Когда уже почти все разошлись, комбат спросил меня:

Не обиделась?

За что? — удивилась я.

Да за то, что я давеча... Понимаешь, сам соленых слов не люблю. Но понимаешь, иногда...

Понимаю. Обстоятельства вынуждают.

Ну, и умница в таком случае.

Он вышел вслед за мной на улицу и уже с глазу на глаз просительно предупредил:

Вот что, дорогая пулеметчица, ты Марии Васильевне не проговорись! Упаси тебя бог. Она этого терпеть не может. Слушай, ты это самое... того... замолвила бы за меня ненароком словечко. Дескать, вот человек свободный, серьезные намерения питает. Образованный— бухгалтер все-таки, с дипломом. И домик с садом в Коврове после тетушек наследую...

Две сберкнижки и брильянты в запонках,— насмешливо подсказала я.— Иди-ка ты, дорогой Фома Фомич, к богу в рай. Я тебе не сваха.

— Ну вот, ни о чем и попросить нельзя. Майн готт! — комично развел комбат руками.

Мария Васильевна Сергеева — молодой врач санитарной роты полка. Она курирует наш батальон, приходит часто — беспокойный и требовательный человек; фельдшера, санинструкторы и санитары при ней бегают как наскипидаренные,— все знает, все видит. На редкость красивая женщина: рослая, подбористая, круглолицая и синеглазая. Русая косища на затылке зашпилена в огромный узел — как только сумела такие волосы на фронте сохранить! По сравнению с нею я кажусь лилипуткой, а мои жалкие косички — мышиными хвостиками.
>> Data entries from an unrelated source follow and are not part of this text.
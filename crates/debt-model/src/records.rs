//! Typed rows of every table the pipeline produces.

use serde::{Deserialize, Serialize};

use crate::error::{ModelError, Result};
use crate::metric::Metric;

/// One year of the processed (wide) table.
///
/// Ratios are percentages of `total_debt` and are zero whenever the total is
/// zero. `annual_growth_rate` is `None` for the first year and whenever the
/// previous total was zero.
#[derive(Debug, Clone, PartialEq, Serialize, Deserialize)]
pub struct ProcessedRow {
    pub year: i32,
    pub total_debt: f64,
    pub debt_service: f64,
    pub debt_service_ratio: f64,
    pub short_term_ratio: f64,
    pub public_debt_ratio: f64,
    pub annual_growth_rate: Option<f64>,
}

impl ProcessedRow {
    /// Builds a row, rejecting non-finite values and a negative total.
    pub fn new(
        year: i32,
        total_debt: f64,
        debt_service: f64,
        debt_service_ratio: f64,
        short_term_ratio: f64,
        public_debt_ratio: f64,
    ) -> Result<Self> {
        let row = Self {
            year,
            total_debt,
            debt_service,
            debt_service_ratio,
            short_term_ratio,
            public_debt_ratio,
            annual_growth_rate: None,
        };
        row.validate()?;
        Ok(row)
    }

    /// Attaches a growth rate, checking that a defined rate is finite.
    pub fn with_growth_rate(mut self, rate: Option<f64>) -> Result<Self> {
        if let Some(value) = rate {
            ensure_finite(self.year, Metric::AnnualGrowthRate.label(), value)?;
        }
        self.annual_growth_rate = rate;
        Ok(self)
    }

    /// Re-checks the row invariants.
    pub fn validate(&self) -> Result<()> {
        for metric in Metric::ALL {
            if let Some(value) = metric.value_of(self) {
                ensure_finite(self.year, metric.label(), value)?;
            }
        }
        if self.total_debt < 0.0 {
            return Err(ModelError::NegativeAmount {
                year: self.year,
                field: Metric::TotalDebt.label(),
                value: self.total_debt,
            });
        }
        Ok(())
    }
}

fn ensure_finite(year: i32, field: &'static str, value: f64) -> Result<()> {
    if value.is_finite() {
        Ok(())
    } else {
        Err(ModelError::NonFinite { year, field, value })
    }
}

/// One (Year, Indicator, Value) triple of the tidy table.
#[derive(Debug, Clone, PartialEq, Serialize, Deserialize)]
pub struct TidyRecord {
    pub year: i32,
    pub indicator: Metric,
    pub value: Option<f64>,
}

/// Debt split by maturity and by public share for one year.
#[derive(Debug, Clone, PartialEq, Serialize, Deserialize)]
pub struct DebtByTypeRow {
    pub year: i32,
    pub total_debt: f64,
    pub short_term: f64,
    pub short_term_pct: f64,
    pub long_term: f64,
    pub long_term_pct: f64,
    pub public_sector: f64,
    pub public_sector_pct: f64,
}

/// Debt split by debtor for one year. Private is the complement of public.
#[derive(Debug, Clone, PartialEq, Serialize, Deserialize)]
pub struct DebtByDebtorRow {
    pub year: i32,
    pub public_sector: f64,
    pub public_sector_pct: f64,
    pub private_sector: f64,
    pub private_sector_pct: f64,
}

#[derive(Debug, Clone, PartialEq, Serialize, Deserialize)]
pub struct DebtFlowRow {
    pub year: i32,
    pub debt_service: f64,
    pub debt_service_ratio: f64,
}

/// Output of the composition split, one row per processed year in each table.
#[derive(Debug, Clone, Default, PartialEq, Serialize, Deserialize)]
pub struct Composition {
    pub by_type: Vec<DebtByTypeRow>,
    pub by_debtor: Vec<DebtByDebtorRow>,
    pub flows: Vec<DebtFlowRow>,
}
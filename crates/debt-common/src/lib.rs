//! Shared utilities for the debt analysis crates.
//!
//! This crate provides the cell-level numeric rules used across the
//! workspace (thousands separators, NA markers) and Polars `AnyValue`
//! conversions used when tables are read back from disk.

pub mod numeric;
pub mod polars;

// Re-export commonly used functions at crate root for convenience
pub use numeric::{NA_MARKERS, format_numeric, is_missing_marker, parse_amount, parse_f64};
pub use polars::{any_to_f64, any_to_i64};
Вникнув во все мелочи быта и задав очередную взбучку медикам и поварам, Мария Васильевна непременно навещает меня. Не могу понять, за что она ко мне так привязалась, кормит меня сладкими и полезными порошками глюкозы, душит своими духами и, как Нина Ивановна из Сибирского полка, ощупывает мои ребра и сокрушается:

Ох и тоща!— Укоряет Соловья? — Не кормишь ты своего командира, что ли?

Они сами плохо кушают,— вежливо оправдывается Соловей.

Не дело. — Мария Васильевна хмурит свои соболиные брови и читает мне необидную нотацию о режиме питания, о том, что и на фронте надо елико возможно упорядочивать свой быт. А я слушаю и не слушаю: тихий, ласковый голос усыпляет, навевает какую-то непонятную хорошую грусть, и я чувствую, как оттаивает мое стосковавшееся по ласке сердце. А Соловей вертится волчком: не может в присутствии доктора Сергеевой усидеть на месте. Она его успокаивает:

Сядь! Пожалуйста, сядь. А то опять, как в прошлый раз, супом обольешь. Еле шинель отчистила. А ну-ка, подставляй свои «ухи»! Боже правый, чистые! Где это записать?

Довольный Соловей хвастаетсяТ

Я ж тут каждый день парюсь! Вчера, верите ли, писаря Ивана Ивановича на полке пересидел. А Мишка ерепенится: «Мы-ста сибиряки!» Я вот им показал, как скобари наши парятся!..

Молодец! Что и говорить...

Мария Васильевна тоже из Пскова, и у них с Соловьем по праву землячества самые дружеские отношения. Ох и задает же Соловей работу своему языку! А я, отвыкшая от женского общества, помалкиваю. Мне в присутствии Марии Васильевны и так хорошо. Я теперь о ней знаю многое. Она накануне войны закончила институт. Они со своим однокурсником не успели пожениться и попали на разные фронты. Игорь Иванович, молодой хирург, погиб под Старой Руссой, до последнего патрона защищая раненых... Вспоминая об этом, Мария Васильевна не плачет; только синие глаза влажнеют да в межбровье залегает горестная складочка-морщинка. А все ее близкие, как и у нас с Соловьем,— по ту сторону фронта, на Псковщине, И она, так же как и я, не вспоминает — надеется.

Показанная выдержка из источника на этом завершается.